S&P Global Ratings say there are increasing numbers of people defaulting on car loan payments. With payments falling at their highest rate in six years, there are concerns that some bonds backed by car loan payments could be downgraded.
As competition has increased, many lenders have loosened their standards, meaning that those with weak credit have been able to access car loans. The result is that more people are falling behind. In August, around 4.85 percent of loans provided to subprime borrowers were over sixty days in arrears. This compares to 4.14 percent for the same period in 2015. The levels of defaulting prime borrowers also increased, from 0.41 percent in August 2015 to 0.5 percent for the same month this year.
The data suggests that some investors will increasingly bet against subprime auto loans.

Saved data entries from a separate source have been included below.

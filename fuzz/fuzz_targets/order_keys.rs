#![no_main]

use libfuzzer_sys::fuzz_target;

use tessera_core::{generate_key_between, generate_n_keys_between, OrderKey};

fuzz_target!(|input: (&str, &str, u8)| {
    let (lower, upper, count) = input;
    let lower = OrderKey::parse(lower).ok();
    let upper = OrderKey::parse(upper).ok();

    if let Ok(key) = generate_key_between(lower.as_ref(), upper.as_ref()) {
        assert!(lower.as_ref().map_or(true, |lower| *lower < key));
        assert!(upper.as_ref().map_or(true, |upper| key < *upper));
        assert_eq!(OrderKey::parse(key.as_str()).ok(), Some(key));
    }

    if let Ok(keys) = generate_n_keys_between(lower.as_ref(), upper.as_ref(), count as usize) {
        assert_eq!(keys.len(), count as usize);
        assert!(keys.windows(2).all(|pair| pair[0] < pair[1]));
    }
});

Car lenders have no restrictions on whom they can offer money to - rejections in the twelve months up to June 2016 were at 5.2 percent, a decrease from 11.1 percent for the twelve months up to October 2015. Loan recoveries may be further hurt by the longer-term loans being made, and the lower prices of used cars. "The auto industry has also become intensely competitive, which has led to price competition, loosening of credit standards, and higher charge-offs," S&P noted.
Despite the increasing loan defaults, the U.S. economy remains strong, with a rise in employees starting jobs last month. Charles Evans, the president of the Federal Reserve Bank of Chicago, suggested that unemployment rates could drop further.